-- Prompt --
Only a single number is expected: how many lines of the data hold the word "entry".

-- Records for the task --
● ● ● ●

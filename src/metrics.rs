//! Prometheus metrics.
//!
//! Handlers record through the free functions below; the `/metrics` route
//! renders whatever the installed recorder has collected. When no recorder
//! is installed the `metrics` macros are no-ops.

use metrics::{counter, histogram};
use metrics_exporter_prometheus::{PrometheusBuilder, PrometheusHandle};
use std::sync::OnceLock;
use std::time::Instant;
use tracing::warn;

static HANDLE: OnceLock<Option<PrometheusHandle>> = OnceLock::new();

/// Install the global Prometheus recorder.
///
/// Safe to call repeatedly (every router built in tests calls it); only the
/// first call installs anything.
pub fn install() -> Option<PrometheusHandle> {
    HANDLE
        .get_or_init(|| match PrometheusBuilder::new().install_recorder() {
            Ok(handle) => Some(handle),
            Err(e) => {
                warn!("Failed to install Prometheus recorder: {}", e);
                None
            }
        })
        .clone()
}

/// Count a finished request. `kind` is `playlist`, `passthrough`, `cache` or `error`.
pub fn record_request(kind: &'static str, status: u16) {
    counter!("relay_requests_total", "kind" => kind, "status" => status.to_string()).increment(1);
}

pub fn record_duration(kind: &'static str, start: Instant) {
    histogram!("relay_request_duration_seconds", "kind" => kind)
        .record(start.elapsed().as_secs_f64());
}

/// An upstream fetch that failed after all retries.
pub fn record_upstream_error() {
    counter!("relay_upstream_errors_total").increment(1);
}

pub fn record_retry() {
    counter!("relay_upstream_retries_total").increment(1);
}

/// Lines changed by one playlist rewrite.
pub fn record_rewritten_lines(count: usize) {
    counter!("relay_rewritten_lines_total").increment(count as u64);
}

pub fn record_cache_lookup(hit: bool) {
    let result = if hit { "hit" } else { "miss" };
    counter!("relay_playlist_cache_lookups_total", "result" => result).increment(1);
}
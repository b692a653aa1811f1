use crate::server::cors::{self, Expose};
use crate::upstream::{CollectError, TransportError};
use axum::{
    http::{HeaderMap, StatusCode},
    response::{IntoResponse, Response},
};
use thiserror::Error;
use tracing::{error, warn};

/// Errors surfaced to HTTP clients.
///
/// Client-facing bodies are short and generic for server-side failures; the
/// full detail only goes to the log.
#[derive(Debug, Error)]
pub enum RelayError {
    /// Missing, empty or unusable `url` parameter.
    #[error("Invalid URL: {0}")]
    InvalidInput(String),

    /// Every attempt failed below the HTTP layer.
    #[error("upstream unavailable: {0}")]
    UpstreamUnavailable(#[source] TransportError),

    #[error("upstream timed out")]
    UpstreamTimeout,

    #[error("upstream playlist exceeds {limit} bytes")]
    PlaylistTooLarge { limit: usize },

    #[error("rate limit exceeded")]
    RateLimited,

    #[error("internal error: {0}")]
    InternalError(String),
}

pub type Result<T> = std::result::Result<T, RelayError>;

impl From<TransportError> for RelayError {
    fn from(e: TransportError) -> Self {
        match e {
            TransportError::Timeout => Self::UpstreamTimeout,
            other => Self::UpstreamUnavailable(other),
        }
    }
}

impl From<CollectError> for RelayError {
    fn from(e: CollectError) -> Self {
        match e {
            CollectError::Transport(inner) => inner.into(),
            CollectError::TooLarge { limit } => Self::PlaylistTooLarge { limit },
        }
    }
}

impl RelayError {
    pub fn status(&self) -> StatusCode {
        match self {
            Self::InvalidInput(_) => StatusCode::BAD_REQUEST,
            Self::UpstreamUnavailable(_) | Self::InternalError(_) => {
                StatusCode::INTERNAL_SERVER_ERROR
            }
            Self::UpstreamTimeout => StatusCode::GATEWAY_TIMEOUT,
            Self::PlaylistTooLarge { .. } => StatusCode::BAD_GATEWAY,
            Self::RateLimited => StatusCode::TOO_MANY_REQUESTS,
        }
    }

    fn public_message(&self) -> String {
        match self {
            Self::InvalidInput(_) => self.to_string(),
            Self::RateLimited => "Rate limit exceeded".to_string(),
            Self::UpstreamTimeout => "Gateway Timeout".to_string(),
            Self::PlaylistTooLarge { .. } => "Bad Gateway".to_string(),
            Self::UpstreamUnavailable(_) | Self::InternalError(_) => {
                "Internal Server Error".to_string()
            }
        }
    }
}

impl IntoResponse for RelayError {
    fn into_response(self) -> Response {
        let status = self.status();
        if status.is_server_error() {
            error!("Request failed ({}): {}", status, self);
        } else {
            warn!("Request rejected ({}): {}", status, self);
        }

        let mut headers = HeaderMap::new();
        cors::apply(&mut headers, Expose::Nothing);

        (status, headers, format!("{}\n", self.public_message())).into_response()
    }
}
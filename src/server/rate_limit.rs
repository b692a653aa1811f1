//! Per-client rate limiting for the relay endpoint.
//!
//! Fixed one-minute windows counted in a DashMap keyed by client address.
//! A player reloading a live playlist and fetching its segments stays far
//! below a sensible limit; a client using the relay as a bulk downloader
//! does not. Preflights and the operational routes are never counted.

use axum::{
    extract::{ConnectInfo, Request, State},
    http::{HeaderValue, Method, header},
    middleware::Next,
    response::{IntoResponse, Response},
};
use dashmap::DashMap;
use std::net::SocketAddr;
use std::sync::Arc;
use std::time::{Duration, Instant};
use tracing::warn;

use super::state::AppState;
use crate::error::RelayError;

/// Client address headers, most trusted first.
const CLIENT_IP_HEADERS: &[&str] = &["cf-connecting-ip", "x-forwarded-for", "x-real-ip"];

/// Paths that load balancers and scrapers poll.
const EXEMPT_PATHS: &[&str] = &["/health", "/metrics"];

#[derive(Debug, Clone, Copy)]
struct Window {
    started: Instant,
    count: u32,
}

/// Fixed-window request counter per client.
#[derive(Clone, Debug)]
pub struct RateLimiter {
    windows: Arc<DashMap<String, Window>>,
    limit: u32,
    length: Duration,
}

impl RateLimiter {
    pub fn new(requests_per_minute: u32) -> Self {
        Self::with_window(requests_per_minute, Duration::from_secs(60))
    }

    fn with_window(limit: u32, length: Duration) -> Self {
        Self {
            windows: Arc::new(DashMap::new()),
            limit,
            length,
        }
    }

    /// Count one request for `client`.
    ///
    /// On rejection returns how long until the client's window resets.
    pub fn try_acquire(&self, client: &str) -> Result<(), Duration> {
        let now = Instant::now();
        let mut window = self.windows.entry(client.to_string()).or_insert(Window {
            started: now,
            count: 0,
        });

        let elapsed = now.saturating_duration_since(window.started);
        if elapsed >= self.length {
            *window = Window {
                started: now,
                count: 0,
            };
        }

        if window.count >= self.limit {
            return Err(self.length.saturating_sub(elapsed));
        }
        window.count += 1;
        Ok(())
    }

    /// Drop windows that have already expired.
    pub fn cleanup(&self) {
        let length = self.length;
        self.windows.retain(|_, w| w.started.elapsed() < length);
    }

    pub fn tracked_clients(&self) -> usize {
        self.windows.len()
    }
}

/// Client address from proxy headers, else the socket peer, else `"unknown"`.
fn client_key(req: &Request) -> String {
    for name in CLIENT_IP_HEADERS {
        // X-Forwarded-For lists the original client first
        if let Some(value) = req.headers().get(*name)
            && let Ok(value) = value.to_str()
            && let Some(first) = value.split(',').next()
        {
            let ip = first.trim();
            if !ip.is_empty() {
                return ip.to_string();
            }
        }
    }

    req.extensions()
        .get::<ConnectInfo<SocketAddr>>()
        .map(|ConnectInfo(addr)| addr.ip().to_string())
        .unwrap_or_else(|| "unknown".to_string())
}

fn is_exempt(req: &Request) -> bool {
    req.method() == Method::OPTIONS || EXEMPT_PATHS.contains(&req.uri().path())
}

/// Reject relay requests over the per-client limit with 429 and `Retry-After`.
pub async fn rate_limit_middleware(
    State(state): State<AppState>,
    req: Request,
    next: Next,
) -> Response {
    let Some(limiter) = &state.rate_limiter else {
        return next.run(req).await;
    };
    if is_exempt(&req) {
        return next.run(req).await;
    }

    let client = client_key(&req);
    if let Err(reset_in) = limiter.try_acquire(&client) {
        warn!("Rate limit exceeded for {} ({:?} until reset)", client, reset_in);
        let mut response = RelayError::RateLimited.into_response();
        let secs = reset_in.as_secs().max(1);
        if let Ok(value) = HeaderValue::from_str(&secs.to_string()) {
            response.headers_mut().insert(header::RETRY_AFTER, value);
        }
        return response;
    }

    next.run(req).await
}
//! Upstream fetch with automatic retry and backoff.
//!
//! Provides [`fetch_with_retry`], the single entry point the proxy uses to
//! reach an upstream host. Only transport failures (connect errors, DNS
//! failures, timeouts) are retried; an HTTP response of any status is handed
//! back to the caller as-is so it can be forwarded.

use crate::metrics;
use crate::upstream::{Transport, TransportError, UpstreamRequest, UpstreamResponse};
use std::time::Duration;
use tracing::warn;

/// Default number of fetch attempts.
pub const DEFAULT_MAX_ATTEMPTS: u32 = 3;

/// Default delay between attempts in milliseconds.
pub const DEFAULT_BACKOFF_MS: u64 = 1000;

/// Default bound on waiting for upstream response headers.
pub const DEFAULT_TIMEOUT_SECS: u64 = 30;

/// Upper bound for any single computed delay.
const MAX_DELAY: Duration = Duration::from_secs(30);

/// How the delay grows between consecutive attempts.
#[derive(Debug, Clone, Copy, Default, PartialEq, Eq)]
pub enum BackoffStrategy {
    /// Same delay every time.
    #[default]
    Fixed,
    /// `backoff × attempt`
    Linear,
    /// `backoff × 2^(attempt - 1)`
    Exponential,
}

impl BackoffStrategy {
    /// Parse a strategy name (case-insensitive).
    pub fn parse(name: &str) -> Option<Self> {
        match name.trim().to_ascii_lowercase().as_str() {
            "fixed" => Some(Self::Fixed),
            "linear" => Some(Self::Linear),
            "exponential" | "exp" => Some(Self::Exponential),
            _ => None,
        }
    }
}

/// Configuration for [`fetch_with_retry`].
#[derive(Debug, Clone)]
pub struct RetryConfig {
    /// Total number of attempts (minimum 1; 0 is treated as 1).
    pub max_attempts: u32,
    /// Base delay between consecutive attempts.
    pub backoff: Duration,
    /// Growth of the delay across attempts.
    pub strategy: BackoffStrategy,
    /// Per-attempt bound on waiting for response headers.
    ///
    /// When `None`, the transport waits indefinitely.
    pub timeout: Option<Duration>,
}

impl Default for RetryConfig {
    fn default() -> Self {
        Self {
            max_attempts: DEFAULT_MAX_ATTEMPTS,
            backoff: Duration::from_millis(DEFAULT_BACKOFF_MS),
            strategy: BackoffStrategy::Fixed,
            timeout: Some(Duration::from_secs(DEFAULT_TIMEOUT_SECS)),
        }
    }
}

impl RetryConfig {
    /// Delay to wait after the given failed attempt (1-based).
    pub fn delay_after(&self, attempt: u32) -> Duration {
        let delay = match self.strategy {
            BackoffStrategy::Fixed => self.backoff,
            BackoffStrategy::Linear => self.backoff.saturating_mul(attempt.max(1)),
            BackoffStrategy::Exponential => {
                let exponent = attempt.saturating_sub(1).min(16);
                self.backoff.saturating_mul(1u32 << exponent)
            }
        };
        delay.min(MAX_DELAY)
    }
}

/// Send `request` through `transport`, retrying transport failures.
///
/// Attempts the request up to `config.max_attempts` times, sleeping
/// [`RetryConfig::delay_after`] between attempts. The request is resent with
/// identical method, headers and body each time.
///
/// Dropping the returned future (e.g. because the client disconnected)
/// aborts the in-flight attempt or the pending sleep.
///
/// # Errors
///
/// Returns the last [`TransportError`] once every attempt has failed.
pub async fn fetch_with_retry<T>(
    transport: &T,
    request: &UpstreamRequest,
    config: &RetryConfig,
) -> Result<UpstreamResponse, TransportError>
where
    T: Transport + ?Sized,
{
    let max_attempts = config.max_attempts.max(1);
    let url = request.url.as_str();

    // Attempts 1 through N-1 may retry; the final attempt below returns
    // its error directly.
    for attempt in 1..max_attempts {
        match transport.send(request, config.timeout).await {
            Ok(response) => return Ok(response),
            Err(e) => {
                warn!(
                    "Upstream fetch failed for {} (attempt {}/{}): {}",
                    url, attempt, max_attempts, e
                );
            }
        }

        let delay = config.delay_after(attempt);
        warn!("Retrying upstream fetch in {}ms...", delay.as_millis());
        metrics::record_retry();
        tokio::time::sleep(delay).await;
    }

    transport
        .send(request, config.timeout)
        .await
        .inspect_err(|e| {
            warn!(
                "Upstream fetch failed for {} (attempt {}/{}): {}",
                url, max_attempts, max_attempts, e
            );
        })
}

● ● ● ●

-- Output of the exercise --
2